In a desperate degrading of her memory, James had made love to a fat tart "with the face of a baby doll" night after night in the private compartment next to his dead mother. At the end of the journey, he was too drunk even to attend her funeral. As Josie realizes, the only thing James wants from her is the temporary peace of absolution. She cradles him like a lost child, knowing that death alone can absolve him.
O'Neill wrote this play as a form of absolution for his brother. As with Long Day's Journey into Night, it was another attempt "to make peace with my dead," to lift the curse of the O'Neill family through the transfiguring insight and purgation of drama. Quintero has beautifully orchestrated the themes of sin, remorse, guilt, self-damnation and death that haunted the profoundly per/ turbed spirit of O'Neill.

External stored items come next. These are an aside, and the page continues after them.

//! Random value generation

use rand::RngCore;

use crate::{IV_LENGTH, SALT_LENGTH};

/// Fill an array of `N` bytes from the thread-local CSPRNG
pub fn random_bytes<const N: usize>() -> [u8; N] {
    let mut bytes = [0u8; N];
    rand::rng().fill_bytes(&mut bytes);
    bytes
}

/// Generate a key-stretching salt (32 bytes)
pub fn generate_salt() -> [u8; SALT_LENGTH] {
    random_bytes()
}

/// Generate a CBC initialization vector (16 bytes)
pub fn generate_iv() -> [u8; IV_LENGTH] {
    random_bytes()
}
//! Header section codec
//!
//! The header is a run of fields ending with an end marker. Version, UUID,
//! name and description are kept; preference, tree, timestamp, user, host,
//! filter and policy fields are consumed and dropped. The version field is
//! mandatory.

use chrono::{DateTime, Utc};
use uuid::Uuid;

use super::field::Field;
use super::table::{text_value, uuid_value, Disposition, FieldTable};
use crate::database::Header;
use crate::error::{Result, SafeError};

/// Header field type bytes
pub mod kind {
    pub const VERSION: u8 = 0x00;
    pub const UUID: u8 = 0x01;
    pub const NON_DEFAULT_PREFERENCES: u8 = 0x02;
    pub const TREE_DISPLAY_STATUS: u8 = 0x03;
    pub const LAST_SAVE_TIME: u8 = 0x04;
    pub const LAST_SAVED_BY_APP: u8 = 0x06;
    pub const LAST_SAVED_BY_HOST: u8 = 0x08;
    pub const NAME: u8 = 0x09;
    pub const DESCRIPTION: u8 = 0x0a;
    pub const FILTERS: u8 = 0x0b;
    pub const RECENTLY_USED: u8 = 0x0f;
    pub const PASSWORD_POLICIES: u8 = 0x10;
    pub const EMPTY_GROUPS: u8 = 0x11;
    pub const END: u8 = 0xff;
}

/// Header attributes kept in memory
#[derive(Debug, Clone, Copy, PartialEq, Eq)]
pub enum HeaderAttr {
    Version,
    Uuid,
    Name,
    Description,
}

/// Type table for the header section
pub struct HeaderTable;

impl FieldTable for HeaderTable {
    type Attr = HeaderAttr;
    const SECTION: &'static str = "header";

    fn lookup(kind: u8) -> Option<Disposition<HeaderAttr>> {
        use Disposition::*;

        match kind {
            kind::VERSION => Some(Store(HeaderAttr::Version)),
            kind::UUID => Some(Store(HeaderAttr::Uuid)),
            kind::NAME => Some(Store(HeaderAttr::Name)),
            kind::DESCRIPTION => Some(Store(HeaderAttr::Description)),
            kind::NON_DEFAULT_PREFERENCES..=kind::LAST_SAVED_BY_HOST
            | kind::FILTERS
            | kind::RECENTLY_USED
            | kind::PASSWORD_POLICIES
            | kind::EMPTY_GROUPS => Some(Ignore),
            kind::END => Some(End),
            _ => None,
        }
    }
}

/// Map header fields onto a [`Header`]
///
/// Fields must already have passed [`super::table::read_section`].
pub fn decode_header(fields: &[Field]) -> Result<Header> {
    let mut version = None;
    let mut header = Header {
        version: String::new(),
        uuid: Uuid::nil(),
        name: String::new(),
        description: String::new(),
    };

    for field in fields {
        let Some(Disposition::Store(attr)) = HeaderTable::lookup(field.kind) else {
            continue;
        };
        match attr {
            HeaderAttr::Version => version = Some(text_value(field, HeaderTable::SECTION)?),
            HeaderAttr::Uuid => header.uuid = uuid_value(field, HeaderTable::SECTION)?,
            HeaderAttr::Name => header.name = text_value(field, HeaderTable::SECTION)?,
            HeaderAttr::Description => {
                header.description = text_value(field, HeaderTable::SECTION)?
            }
        }
    }

    header.version = version.ok_or_else(|| SafeError::format("header has no version field"))?;
    Ok(header)
}

/// Produce the header fields for `header`, end marker included
///
/// Besides the stored attributes this writes the last-save time and the
/// saving application, as other v3 writers do.
pub fn encode_header(header: &Header, saved_at: DateTime<Utc>) -> Vec<Field> {
    let mut fields = vec![
        Field::new(kind::VERSION, header.version.as_bytes()),
        Field::new(kind::UUID, header.uuid.as_bytes().to_vec()),
        Field::new(kind::LAST_SAVE_TIME, timestamp_bytes(saved_at).to_vec()),
        Field::new(kind::LAST_SAVED_BY_APP, saved_by_app()),
    ];
    if !header.name.is_empty() {
        fields.push(Field::new(kind::NAME, header.name.as_bytes()));
    }
    if !header.description.is_empty() {
        fields.push(Field::new(kind::DESCRIPTION, header.description.as_bytes()));
    }
    fields.push(Field::empty(kind::END));
    fields
}

/// 32-bit little-endian `time_t`, clamped to the representable range
fn timestamp_bytes(at: DateTime<Utc>) -> [u8; 4] {
    let seconds = at.timestamp().clamp(0, i64::from(u32::MAX)) as u32;
    seconds.to_le_bytes()
}

fn saved_by_app() -> String {
    format!("{} V{}", env!("CARGO_PKG_NAME"), env!("CARGO_PKG_VERSION"))
}
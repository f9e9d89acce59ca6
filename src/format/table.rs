//! Field-type dispatch shared by the header and record codecs
//!
//! Each section has a closed table mapping a type byte to what the codec
//! does with it. A type byte missing from the table is a hard format error.

use uuid::Uuid;
use zeroize::Zeroize;

use super::field::{read_field, Field};
use crate::UUID_LENGTH;
use crate::error::{Result, SafeError};

/// What a section does with a field type
#[derive(Debug, Clone, Copy, PartialEq, Eq)]
pub enum Disposition<A> {
    /// Map the value onto an attribute
    Store(A),
    /// Known type, consumed for framing and otherwise discarded
    Ignore,
    /// End-of-section marker
    End,
}

/// Lookup table for one kind of section
pub trait FieldTable {
    /// Attribute a stored field maps to
    type Attr: Copy;

    /// Section name used in error messages
    const SECTION: &'static str;

    /// `None` for type bytes the format does not define
    fn lookup(kind: u8) -> Option<Disposition<Self::Attr>>;
}

/// The raw fields of one section, end marker included
#[derive(Debug)]
pub struct Section {
    pub fields: Vec<Field>,
    /// Offset just past the section
    pub end: usize,
}

/// Read fields from `start` up to and including the end marker
///
/// Type bytes are validated against the table, values are left raw.
pub fn read_section<T: FieldTable>(buf: &[u8], start: usize) -> Result<Section> {
    let mut fields = Vec::new();
    let mut offset = start;

    loop {
        if offset >= buf.len() {
            return Err(SafeError::format(format!(
                "missing end-of-{} marker",
                T::SECTION
            )));
        }

        let (field, next) = read_field(buf, offset)?;
        match T::lookup(field.kind) {
            None => {
                return Err(SafeError::format(format!(
                    "unknown {} field type 0x{:02x} at offset {}",
                    T::SECTION,
                    field.kind,
                    offset
                )));
            }
            Some(Disposition::End) => {
                // The end marker's declared length counts once more past its padding
                let end = next + field.data.len();
                fields.push(field);
                return Ok(Section { fields, end });
            }
            Some(_) => fields.push(field),
        }

        offset = next;
    }
}

/// Decode a text value
pub fn text_value(field: &Field, section: &str) -> Result<String> {
    String::from_utf8(field.data.clone()).map_err(|err| {
        err.into_bytes().zeroize();
        SafeError::format(format!(
            "{} field 0x{:02x} is not valid UTF-8",
            section, field.kind
        ))
    })
}

/// Decode a 16-byte UUID value
pub fn uuid_value(field: &Field, section: &str) -> Result<Uuid> {
    if field.data.len() != UUID_LENGTH {
        return Err(SafeError::format(format!(
            "{} UUID is {} bytes, expected {}",
            section,
            field.data.len(),
            UUID_LENGTH
        )));
    }
    Uuid::from_slice(&field.data).map_err(|e| SafeError::format(e.to_string()))
}

#[cfg(test)]
mod tests {
    use super::*;
    use crate::format::field::write_field_into;

    #[derive(Debug, Clone, Copy, PartialEq, Eq)]
    enum TestAttr {
        Name,
    }

    struct TestTable;

    impl FieldTable for TestTable {
        type Attr = TestAttr;
        const SECTION: &'static str = "test";

        fn lookup(kind: u8) -> Option<Disposition<TestAttr>> {
            match kind {
                0x01 => Some(Disposition::Store(TestAttr::Name)),
                0x02 => Some(Disposition::Ignore),
                0xff => Some(Disposition::End),
                _ => None,
            }
        }
    }

    #[test]
    fn test_read_section() {
        let mut buf = Vec::new();
        write_field_into(&mut buf, 0x01, b"name").unwrap();
        write_field_into(&mut buf, 0x02, b"skipped").unwrap();
        write_field_into(&mut buf, 0xff, &[]).unwrap();
        write_field_into(&mut buf, 0x01, b"next section").unwrap();

        let section = read_section::<TestTable>(&buf, 0).unwrap();
        assert_eq!(section.fields.len(), 3);
        assert_eq!(section.end, 48);
        assert_eq!(
            TestTable::lookup(section.fields[0].kind),
            Some(Disposition::Store(TestAttr::Name))
        );
    }

    #[test]
    fn test_end_length_counts_twice() {
        let mut buf = Vec::new();
        write_field_into(&mut buf, 0xff, b"xyz").unwrap();
        buf.resize(64, 0);

        let section = read_section::<TestTable>(&buf, 0).unwrap();
        assert_eq!(section.end, 16 + 3);
    }

    #[test]
    fn test_unknown_type_fails_closed() {
        let mut buf = Vec::new();
        write_field_into(&mut buf, 0x01, b"name").unwrap();
        write_field_into(&mut buf, 0x42, b"?").unwrap();
        write_field_into(&mut buf, 0xff, &[]).unwrap();

        match read_section::<TestTable>(&buf, 0) {
            Err(SafeError::Format(msg)) => assert!(msg.contains("0x42")),
            other => panic!("Expected Format error, got {:?}", other),
        }
    }

    #[test]
    fn test_missing_end_marker() {
        let mut buf = Vec::new();
        write_field_into(&mut buf, 0x01, b"name").unwrap();

        match read_section::<TestTable>(&buf, 0) {
            Err(SafeError::Format(msg)) => assert!(msg.contains("end-of-test")),
            other => panic!("Expected Format error, got {:?}", other),
        }
        assert!(read_section::<TestTable>(&[], 0).is_err());
    }

    #[test]
    fn test_text_value() {
        assert_eq!(text_value(&Field::new(0x01, "héllo"), "test").unwrap(), "héllo");
        assert!(matches!(
            text_value(&Field::new(0x01, vec![0xff, 0xfe]), "test"),
            Err(SafeError::Format(_))
        ));
    }

    #[test]
    fn test_uuid_value() {
        let id = Uuid::new_v4();
        assert_eq!(uuid_value(&Field::new(0x01, id.as_bytes().to_vec()), "test").unwrap(), id);
        assert!(uuid_value(&Field::new(0x01, vec![1u8; 15]), "test").is_err());
    }
}
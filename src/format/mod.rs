//! Container formats
//!
//! A container format turns raw file bytes plus a password into a
//! [`Database`] and back. Only Password Safe v3 exists today; callers pick
//! the format by sniffing the magic tag with [`detect`].

pub mod field;
pub mod header;
pub mod record;
pub mod table;
mod v3;

pub use v3::V3Format;

use chrono::{DateTime, Utc};

use crate::config::SafeOptions;
use crate::database::Database;
use crate::error::{Result, SafeError};
use crate::{IV_LENGTH, TAG_LENGTH};

/// A concrete on-disk container layout
pub trait ContainerFormat: Sync {
    /// Human-readable format name
    fn name(&self) -> &'static str;

    /// Tag the file starts with
    fn magic(&self) -> &'static [u8];

    /// Decode and authenticate a container
    ///
    /// Either every stage succeeds and a fully populated database is
    /// returned, or nothing is.
    fn decode(&self, bytes: &[u8], password: &str, options: &SafeOptions) -> Result<Database>;

    /// Serialize and encrypt a database, stamping `saved_at` into the header
    ///
    /// Every call draws a fresh IV; the one used is returned in [`Encoded`].
    fn encode(&self, db: &Database, saved_at: DateTime<Utc>) -> Result<Encoded>;
}

/// Output of [`ContainerFormat::encode`]
#[derive(Debug, Clone)]
pub struct Encoded {
    /// Complete container, ready to be written
    pub bytes: Vec<u8>,
    /// IV the ciphertext was produced under
    pub iv: [u8; IV_LENGTH],
    /// Integrity tag embedded in `bytes`
    pub integrity_tag: [u8; TAG_LENGTH],
}

/// Every supported format, checked in order
static FORMATS: &[&dyn ContainerFormat] = &[&V3Format];

/// Pick the format whose magic tag starts `bytes`
pub fn detect(bytes: &[u8]) -> Result<&'static dyn ContainerFormat> {
    FORMATS
        .iter()
        .copied()
        .find(|format| bytes.starts_with(format.magic()))
        .ok_or_else(|| {
            if bytes.len() < crate::MAGIC_V3.len() {
                SafeError::Truncation {
                    region: "magic tag",
                    offset: 0,
                }
            } else {
                SafeError::format("not a Password Safe v3 file")
            }
        })
}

Over the years, Jason Robards' psychic affinity for O'Neill has marked the peaks of his acting career. His Hickey in The Iceman Cometh, Jamie in Long Day's Journey, and title role in Hughie will probably never be surpassed. Increasingly, Robards even looks like O'Neill. He has the brooding, deep-set eyes that look out from O'Neill's photographs with searing gravity. His performance in Misbegotten will remain a touchstone for all actors to measure themselves by.
Similarly, Colleen Dewhurst is ideally cast. No woman has been big enough for the part before, not only physically but in that generosity of heart, mind and spirit which Josie must convey. Playing her father, Ed Flanders is the perfect physical foil, as diminutive as she is formidable. While he is the master of a waspish comic line, there is al ways a chink in the armor of his wit and anger through which his love shows.
When this trio appeared for the opening-night curtain call, the entire audience rose spontaneously to its feet. It knew that it was in the presence of theatrical royalty.